━━━━━ Dataset extract

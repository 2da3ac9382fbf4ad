use std::time::Duration;

use async_trait::async_trait;
use sqlx::{ConnectOptions, SqliteConnection, SqlitePool, pool::PoolConnection};

use crate::db::{
    error::{DbError, DbResult},
    repos::{ConnectionProvider, PurgeConnection, checked_table_name},
};

pub struct SqliteConnectionProvider {
    pool: SqlitePool,
}

impl SqliteConnectionProvider {
    pub fn new(pool: SqlitePool) -> Self {
        Self { pool }
    }
}

#[async_trait]
impl ConnectionProvider for SqliteConnectionProvider {
    async fn acquire(
        &self,
        exclusive: bool,
        timeout: Duration,
    ) -> DbResult<Box<dyn PurgeConnection>> {
        let conn = if exclusive {
            // A dedicated connection built from the pool's options, so the pool
            // keeps serving ingestion while the purge holds this one.
            let options = self.pool.connect_options();
            let conn = tokio::time::timeout(timeout, options.connect())
                .await
                .map_err(|_| DbError::Timeout(timeout))??;
            SqlitePurgeConnection::Dedicated(conn)
        } else {
            let conn = tokio::time::timeout(timeout, self.pool.acquire())
                .await
                .map_err(|_| DbError::Timeout(timeout))??;
            SqlitePurgeConnection::Pooled(conn)
        };
        Ok(Box::new(conn))
    }
}

pub enum SqlitePurgeConnection {
    Pooled(PoolConnection<sqlx::Sqlite>),
    Dedicated(SqliteConnection),
}

impl SqlitePurgeConnection {
    fn raw(&mut self) -> &mut SqliteConnection {
        match self {
            SqlitePurgeConnection::Pooled(conn) => &mut **conn,
            SqlitePurgeConnection::Dedicated(conn) => conn,
        }
    }
}

#[async_trait]
impl PurgeConnection for SqlitePurgeConnection {
    async fn count_before(&mut self, table: &str, cutoff: i64) -> DbResult<u64> {
        let table = checked_table_name(table)?;
        let count: i64 = sqlx::query_scalar(&format!(
            "SELECT COUNT(*) FROM {table} WHERE time < ?"
        ))
        .bind(cutoff)
        .fetch_one(self.raw())
        .await?;

        Ok(count.max(0) as u64)
    }

    async fn delete_before(&mut self, table: &str, cutoff: i64, batch_size: u32) -> DbResult<u64> {
        let table = checked_table_name(table)?;

        if batch_size == 0 {
            let result = sqlx::query(&format!("DELETE FROM {table} WHERE time < ?"))
                .bind(cutoff)
                .execute(self.raw())
                .await?;
            return Ok(result.rows_affected());
        }

        // SQLite builds usually lack DELETE ... LIMIT, so select each chunk by rowid.
        let sql = format!(
            "DELETE FROM {table} WHERE rowid IN \
             (SELECT rowid FROM {table} WHERE time < ? LIMIT ?)"
        );
        let mut total_deleted: u64 = 0;
        loop {
            let deleted = sqlx::query(&sql)
                .bind(cutoff)
                .bind(i64::from(batch_size))
                .execute(self.raw())
                .await
                .map_err(|e| DbError::from(e).after_removing(total_deleted))?
                .rows_affected();

            total_deleted += deleted;

            if deleted < u64::from(batch_size) {
                break;
            }

            tokio::task::yield_now().await;
        }

        Ok(total_deleted)
    }

    async fn compact(&mut self) -> DbResult<()> {
        sqlx::query("VACUUM").execute(self.raw()).await?;
        Ok(())
    }
}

━━━━━━━━━━

The required output is every line above that contains the string "Duration".

Output for this exercise:
use std::time::Duration;
        timeout: Duration,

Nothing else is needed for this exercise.